El Festival de Tango de Medellín 2011 apenas termina, y apenas empezamos a tener balances y opiniones sobre el mismo.  Don Rodrigo Pareja Montoya, cuyo programa de tango en Colmundo Radio es extraordinario y se sale de lo común, ha hecho un balance que con el título "El tango es más que Gardel" publica hoy el periódico El Mundo en la columna Entretelones.  

En mi caso estuve muy pendiente de la actividad académica representada en la invitación que la Asociación Gardeliana de Colombia le hizo a don Ricardo Ostuni para dar charlas sobre tango en Medellín, y apenas diría que estuve de paso por las actividades artísticas programadas.

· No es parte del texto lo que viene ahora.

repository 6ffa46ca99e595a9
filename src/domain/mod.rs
pub mod entities;
pub mod error;
pub mod ports;
pub mod values;
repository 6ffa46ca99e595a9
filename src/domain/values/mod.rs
pub mod consistency;
pub mod index;
pub mod metric;
pub mod score_threshold;
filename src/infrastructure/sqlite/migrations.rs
use rusqlite::Connection;

pub fn run_migrations(conn: &Connection) -> Result<(), String> {
    conn.execute_batch(
        "
        CREATE TABLE IF NOT EXISTS docvec_collections (
            name TEXT PRIMARY KEY,
            schema TEXT NOT NULL,
            metric TEXT,
            index_type TEXT,
            index_params TEXT,
            loaded INTEGER NOT NULL DEFAULT 0,
            created_at TEXT NOT NULL DEFAULT (datetime('now'))
        );

        CREATE TABLE IF NOT EXISTS docvec_partitions (
            collection TEXT NOT NULL,
            name TEXT NOT NULL,
            PRIMARY KEY (collection, name)
        );
        ",
    )
    .map_err(|e| format!("Migration failed: {e}"))?;
    Ok(())
}

/// Data table backing one collection. `name` must already be validated.
pub fn data_table(collection: &str) -> String {
    format!("docvec_data_{collection}")
}

pub fn create_data_table(conn: &Connection, collection: &str) -> Result<(), String> {
    let table = data_table(collection);
    conn.execute_batch(&format!(
        "
        CREATE TABLE {table} (
            pk INTEGER PRIMARY KEY AUTOINCREMENT,
            doc_id TEXT UNIQUE,
            partition TEXT NOT NULL,
            vector BLOB NOT NULL,
            content TEXT NOT NULL,
            metadata TEXT NOT NULL
        );
        CREATE INDEX idx_{table}_partition ON {table}(partition);
        "
    ))
    .map_err(|e| format!("Failed to create data table for {collection}: {e}"))
}
#[async_trait]
impl IndexBackend for SqliteIndexBackend {
    async fn has_collection(&self, name: &str) -> Result<bool, String> {
        self.with_conn(|conn| Ok(Self::catalog(conn, name)?.is_some()))
    }

    async fn describe_collection(&self, name: &str) -> Result<Option<CollectionInfo>, String> {
        self.with_conn(|conn| {
            Ok(Self::catalog(conn, name)?.map(|entry| CollectionInfo {
                name: name.to_string(),
                dimension: Some(entry.schema.dimension),
                metric: entry.metric,
                loaded: entry.loaded,
            }))
        })
    }

    async fn create_collection(&self, schema: &CollectionSchema) -> Result<(), String> {
        schema.validate()?;
        self.with_conn(|conn| {
            if Self::catalog(conn, &schema.name)?.is_some() {
                return Err(format!("Collection {} already exists", schema.name));
            }
            let encoded = serde_json::to_string(schema).map_err(|e| e.to_string())?;
            let tx = conn.transaction().map_err(|e| e.to_string())?;
            tx.execute(
                "INSERT INTO docvec_collections (name, schema) VALUES (?1, ?2)",
                params![schema.name, encoded],
            )
            .map_err(|e| format!("Failed to register collection: {e}"))?;
            tx.execute(
                "INSERT INTO docvec_partitions (collection, name) VALUES (?1, ?2)",
                params![schema.name, DEFAULT_PARTITION],
            )
            .map_err(|e| e.to_string())?;
            create_data_table(&tx, &schema.name)?;
            tx.commit().map_err(|e| e.to_string())
        })
    }

    async fn drop_collection(&self, name: &str) -> Result<(), String> {
        validate_name("collection name", name)?;
        self.with_conn(|conn| {
            let tx = conn.transaction().map_err(|e| e.to_string())?;
            tx.execute_batch(&format!("DROP TABLE IF EXISTS {}", data_table(name)))
                .map_err(|e| e.to_string())?;
            tx.execute("DELETE FROM docvec_partitions WHERE collection = ?1", params![name])
                .map_err(|e| e.to_string())?;
            tx.execute("DELETE FROM docvec_collections WHERE name = ?1", params![name])
                .map_err(|e| e.to_string())?;
            tx.commit().map_err(|e| e.to_string())
        })
    }

    async fn create_index(
        &self,
        collection: &str,
        field: &str,
        index: &IndexDescriptor,
    ) -> Result<(), String> {
        self.with_conn(|conn| {
            let entry = Self::require(conn, collection)?;
            if field != entry.schema.vector_field {
                return Err(format!("Field {field} is not the vector field of {collection}"));
            }
            let params = serde_json::to_string(&index.params).map_err(|e| e.to_string())?;
            conn.execute(
                "UPDATE docvec_collections SET metric = ?1, index_type = ?2, index_params = ?3 WHERE name = ?4",
                params![index.metric.as_str(), index.index_type, params, collection],
            )
            .map_err(|e| format!("Failed to create index: {e}"))?;
            Ok(())
        })
    }

    async fn load_collection(&self, name: &str) -> Result<(), String> {
        self.with_conn(|conn| {
            let entry = Self::require(conn, name)?;
            if entry.metric.is_none() {
                return Err(format!("Index not found on collection {name}"));
            }
            conn.execute(
                "UPDATE docvec_collections SET loaded = 1 WHERE name = ?1",
                params![name],
            )
            .map_err(|e| e.to_string())?;
            Ok(())
        })
    }

    async fn has_partition(&self, collection: &str, partition: &str) -> Result<bool, String> {
        self.with_conn(|conn| {
            Self::require(conn, collection)?;
            Self::partition_exists(conn, collection, partition)
        })
    }

    async fn create_partition(&self, collection: &str, partition: &str) -> Result<(), String> {
        validate_name("partition name", partition)?;
        self.with_conn(|conn| {
            Self::require(conn, collection)?;
            conn.execute(
                "INSERT INTO docvec_partitions (collection, name) VALUES (?1, ?2)",
                params![collection, partition],
            )
            .map_err(|e| format!("Failed to create partition {partition}: {e}"))?;
            Ok(())
        })
    }

    async fn insert(&self, request: InsertRequest<'_>) -> Result<Vec<DocumentId>, String> {
        self.with_conn(|conn| Self::insert_rows(conn, request))
    }

    async fn flush(&self, collection: &str) -> Result<(), String> {
        self.with_conn(|conn| Self::require(conn, collection).map(|_| ()))
    }

    async fn search(&self, request: SearchRequest<'_>) -> Result<Vec<SearchHit>, String> {
        self.with_conn(|conn| Self::search_rows(conn, request))
    }
}

#[cfg(test)]
mod tests {
    use super::*;
    use crate::domain::entities::collection::PrimaryKey;
    use crate::domain::ports::index_backend::InsertColumns;
    use crate::domain::values::consistency::ConsistencyLevel;

    fn schema() -> CollectionSchema {
        CollectionSchema {
            name: "docs".into(),
            description: String::new(),
            primary_key: PrimaryKey::Auto,
            primary_field: "pk".into(),
            vector_field: "vectors".into(),
            text_field: "text".into(),
            meta_field: "meta".into(),
            dimension: 2,
            max_text_length: 64,
            shards: 1,
        }
    }

    async fn provisioned(metric: Metric) -> SqliteIndexBackend {
        let backend = SqliteIndexBackend::open(":memory:").unwrap();
        backend.create_collection(&schema()).await.unwrap();
        backend
            .create_index("docs", "vectors", &IndexDescriptor::flat(metric))
            .await
            .unwrap();
        backend.load_collection("docs").await.unwrap();
        backend
    }

    fn columns(vectors: Vec<Vec<f32>>) -> InsertColumns {
        let n = vectors.len();
        InsertColumns {
            ids: None,
            contents: (0..n).map(|i| format!("doc {i}")).collect(),
            metadata: vec![Map::new(); n],
            vectors,
        }
    }

    fn request<'a>(schema: &'a CollectionSchema, vector: &'a [f32], metric: Metric) -> SearchRequest<'a> {
        SearchRequest {
            schema,
            vector,
            limit: 10,
            metric,
            consistency: ConsistencyLevel::Strong,
            params: Map::new(),
            filter: None,
            partition: None,
            include_vectors: false,
        }
    }

    #[test]
    fn test_vector_blob_round_trip() {
        let v = vec![0.5, -1.25, 3.0];
        let bytes = SqliteIndexBackend::serialize_vector(&v);
        assert_eq!(bytes.len(), 12);
        assert_eq!(SqliteIndexBackend::deserialize_vector(&bytes), v);
    }

    #[tokio::test]
    async fn test_l2_search_closest_first() {
        let backend = provisioned(Metric::L2).await;
        let schema = schema();
        backend
            .insert(InsertRequest {
                schema: &schema,
                partition: None,
                columns: columns(vec![vec![3.0, 0.0], vec![1.0, 0.0], vec![0.0, 0.0]]),
            })
            .await
            .unwrap();

        let hits = backend.search(request(&schema, &[0.0, 0.0], Metric::L2)).await.unwrap();
        let raw: Vec<f32> = hits.iter().map(|h| h.raw_score).collect();
        assert_eq!(raw, vec![0.0, 1.0, 9.0]);
    }

    #[tokio::test]
    async fn test_insert_is_all_or_nothing() {
        let backend = provisioned(Metric::L2).await;
        let schema = schema();
        let err = backend
            .insert(InsertRequest {
                schema: &schema,
                partition: None,
                columns: columns(vec![vec![1.0, 0.0], vec![1.0, 0.0, 0.0]]),
            })
            .await
            .unwrap_err();
        assert!(err.contains("dimension"));

        let hits = backend.search(request(&schema, &[0.0, 0.0], Metric::L2)).await.unwrap();
        assert!(hits.is_empty());
    }

    #[tokio::test]
    async fn test_search_requires_load_and_matching_metric() {
        let backend = SqliteIndexBackend::open(":memory:").unwrap();
        let schema = schema();
        backend.create_collection(&schema).await.unwrap();
        assert!(backend.load_collection("docs").await.is_err());
        backend
            .create_index("docs", "vectors", &IndexDescriptor::flat(Metric::Cosine))
            .await
            .unwrap();

        let err = backend
            .search(request(&schema, &[1.0, 0.0], Metric::Cosine))
            .await
            .unwrap_err();
        assert!(err.contains("not loaded"));

        backend.load_collection("docs").await.unwrap();
        let err = backend
            .search(request(&schema, &[1.0, 0.0], Metric::L2))
            .await
            .unwrap_err();
        assert!(err.contains("Metric type mismatch"));
    }

    #[tokio::test]
    async fn test_drop_then_recreate() {
        let backend = provisioned(Metric::L2).await;
        backend.drop_collection("docs").await.unwrap();
        assert!(!backend.has_collection("docs").await.unwrap());
        backend.create_collection(&schema()).await.unwrap();
        assert!(backend.has_collection("docs").await.unwrap());
        assert!(backend.has_partition("docs", DEFAULT_PARTITION).await.unwrap());
    }
}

Los paisas somos bastante folclóricos y bastante montañeros, no hay que negarlo.  No sabemos distinguir entre lo que es una presentación profesional y lo que son actividades cotidianas amateurs.  Está bien que durante el año las escuelas de danza tengan actividades de capacitación y preparación de bailarines.  Está bien que durante el año hagan concursos y eliminatorias para seleccionar cuáles de esos bailarines ya han alcanzado un nivel profesional que los capacite para representar a la ciudad en encuentros foráneos.  Está bien que una o dos de esas parejas ganadoras se intercalen en presentaciones para el festival, un festival que se supone debe atraer turistas para presenciar una actividad única.  Pero hacer las eliminatorias dentro del festival y poner a los artistas traídos de fuera como relleno, es algo de lo que ya me cansé.  Hacer del festival un acto público final de guardería en la que los párvulos muestran sus gracias para aplauso de los padres, tíos y abuelos de las criaturas, es algo fuera de tono.  Presentar a un retardado y agripado señor Héctor Agustini como si fuera la máxima sapiencia tanguera y él se limitó a dar "un saludo a mis patrocinadores, a mi apá, a mi amá, a la prensa hablada y escrita, a los fanáticos, a los que me han apoyado…" como si fuera un ciclista boyacense, es algo que no se justifica.  Traer a un hombre que fue gloria del canto, que fue gloria tanguera, que es un recuerdo venerable de una época ya ida, y presentarlo a sus casi 90 años con la voz cascada, es una falta de respeto con él y con el público.  Los empresarios nos han colgado un sombrero de minusvalía a los antioqueños, y esa minusvalía la tenemos merecida porque comemos cuento y lo tragamos sin masticarlo.  Otros harán el balance de la parte artística de este festival pero, por mi parte, y viendo los toros desde la barrera, la considero pobre.  Muy pobre.